(Records from a data source)

↓↓↓

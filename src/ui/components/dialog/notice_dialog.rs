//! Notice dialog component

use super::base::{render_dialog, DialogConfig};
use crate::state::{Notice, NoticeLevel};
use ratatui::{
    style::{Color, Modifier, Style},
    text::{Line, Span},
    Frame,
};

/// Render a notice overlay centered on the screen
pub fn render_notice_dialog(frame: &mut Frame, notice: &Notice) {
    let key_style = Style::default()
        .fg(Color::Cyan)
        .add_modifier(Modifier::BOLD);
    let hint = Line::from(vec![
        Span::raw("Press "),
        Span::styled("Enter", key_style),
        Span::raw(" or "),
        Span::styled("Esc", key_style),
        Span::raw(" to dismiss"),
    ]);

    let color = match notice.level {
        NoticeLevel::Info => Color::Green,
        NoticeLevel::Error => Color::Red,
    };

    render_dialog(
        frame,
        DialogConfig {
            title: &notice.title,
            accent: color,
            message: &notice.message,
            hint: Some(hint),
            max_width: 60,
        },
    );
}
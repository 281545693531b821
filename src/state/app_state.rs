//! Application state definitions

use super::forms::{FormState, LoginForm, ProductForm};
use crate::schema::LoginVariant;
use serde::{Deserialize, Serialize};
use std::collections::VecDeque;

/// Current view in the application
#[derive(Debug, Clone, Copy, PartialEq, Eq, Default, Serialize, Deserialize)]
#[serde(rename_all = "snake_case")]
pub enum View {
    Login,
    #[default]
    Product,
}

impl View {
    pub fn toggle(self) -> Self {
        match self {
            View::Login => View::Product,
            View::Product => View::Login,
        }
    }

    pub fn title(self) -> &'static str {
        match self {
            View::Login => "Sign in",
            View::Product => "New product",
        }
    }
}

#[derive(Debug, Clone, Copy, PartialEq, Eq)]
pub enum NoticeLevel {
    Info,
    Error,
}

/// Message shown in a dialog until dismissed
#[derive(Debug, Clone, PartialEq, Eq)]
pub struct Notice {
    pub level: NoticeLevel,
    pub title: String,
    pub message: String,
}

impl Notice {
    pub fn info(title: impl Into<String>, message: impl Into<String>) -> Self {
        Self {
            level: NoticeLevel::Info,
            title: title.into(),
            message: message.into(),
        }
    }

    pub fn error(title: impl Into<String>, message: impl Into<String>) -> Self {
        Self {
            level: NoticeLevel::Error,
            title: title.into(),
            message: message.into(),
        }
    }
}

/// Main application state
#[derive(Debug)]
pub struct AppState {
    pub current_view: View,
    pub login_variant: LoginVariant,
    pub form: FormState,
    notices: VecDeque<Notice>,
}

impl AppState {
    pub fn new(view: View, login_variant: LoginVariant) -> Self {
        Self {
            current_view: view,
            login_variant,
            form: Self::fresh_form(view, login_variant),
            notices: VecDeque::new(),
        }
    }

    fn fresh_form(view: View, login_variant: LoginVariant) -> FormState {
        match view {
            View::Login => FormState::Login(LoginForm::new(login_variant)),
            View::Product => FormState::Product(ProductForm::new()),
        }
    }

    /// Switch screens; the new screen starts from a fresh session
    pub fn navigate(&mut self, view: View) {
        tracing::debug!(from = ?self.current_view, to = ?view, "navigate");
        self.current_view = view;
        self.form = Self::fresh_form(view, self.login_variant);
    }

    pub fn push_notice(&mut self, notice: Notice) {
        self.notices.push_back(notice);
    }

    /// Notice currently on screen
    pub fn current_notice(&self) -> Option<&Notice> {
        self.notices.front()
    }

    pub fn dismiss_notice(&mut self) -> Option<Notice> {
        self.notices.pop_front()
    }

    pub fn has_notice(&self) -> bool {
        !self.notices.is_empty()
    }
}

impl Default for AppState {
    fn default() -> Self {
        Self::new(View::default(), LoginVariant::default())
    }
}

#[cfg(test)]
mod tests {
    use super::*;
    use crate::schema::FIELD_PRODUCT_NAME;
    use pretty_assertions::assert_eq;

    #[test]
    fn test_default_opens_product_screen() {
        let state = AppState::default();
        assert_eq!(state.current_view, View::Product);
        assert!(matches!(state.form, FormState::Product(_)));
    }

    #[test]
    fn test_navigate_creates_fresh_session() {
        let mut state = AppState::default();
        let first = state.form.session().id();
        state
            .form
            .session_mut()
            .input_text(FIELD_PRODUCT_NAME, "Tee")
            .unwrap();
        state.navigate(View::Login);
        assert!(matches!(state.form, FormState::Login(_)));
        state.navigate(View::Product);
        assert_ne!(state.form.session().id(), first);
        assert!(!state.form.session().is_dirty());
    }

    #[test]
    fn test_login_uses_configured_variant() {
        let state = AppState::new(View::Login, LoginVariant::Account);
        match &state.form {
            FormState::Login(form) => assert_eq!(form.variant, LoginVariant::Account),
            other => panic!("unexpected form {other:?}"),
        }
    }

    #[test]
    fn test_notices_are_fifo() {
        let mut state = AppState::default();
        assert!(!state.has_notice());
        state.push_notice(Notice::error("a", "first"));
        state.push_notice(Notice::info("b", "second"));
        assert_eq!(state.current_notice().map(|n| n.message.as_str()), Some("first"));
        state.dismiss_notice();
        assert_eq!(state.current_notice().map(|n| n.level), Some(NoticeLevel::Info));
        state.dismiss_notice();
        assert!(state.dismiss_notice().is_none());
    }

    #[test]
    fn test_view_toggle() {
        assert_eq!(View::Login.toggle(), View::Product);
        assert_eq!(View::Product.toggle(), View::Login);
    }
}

↑↑↑

_Description of the task_
What is needed is each line of the entries that contains the word "Some".

_Answer_
            hint: Some(hint),
        assert_eq!(state.current_notice().map(|n| n.message.as_str()), Some("first"));
        assert_eq!(state.current_notice().map(|n| n.level), Some(NoticeLevel::Info));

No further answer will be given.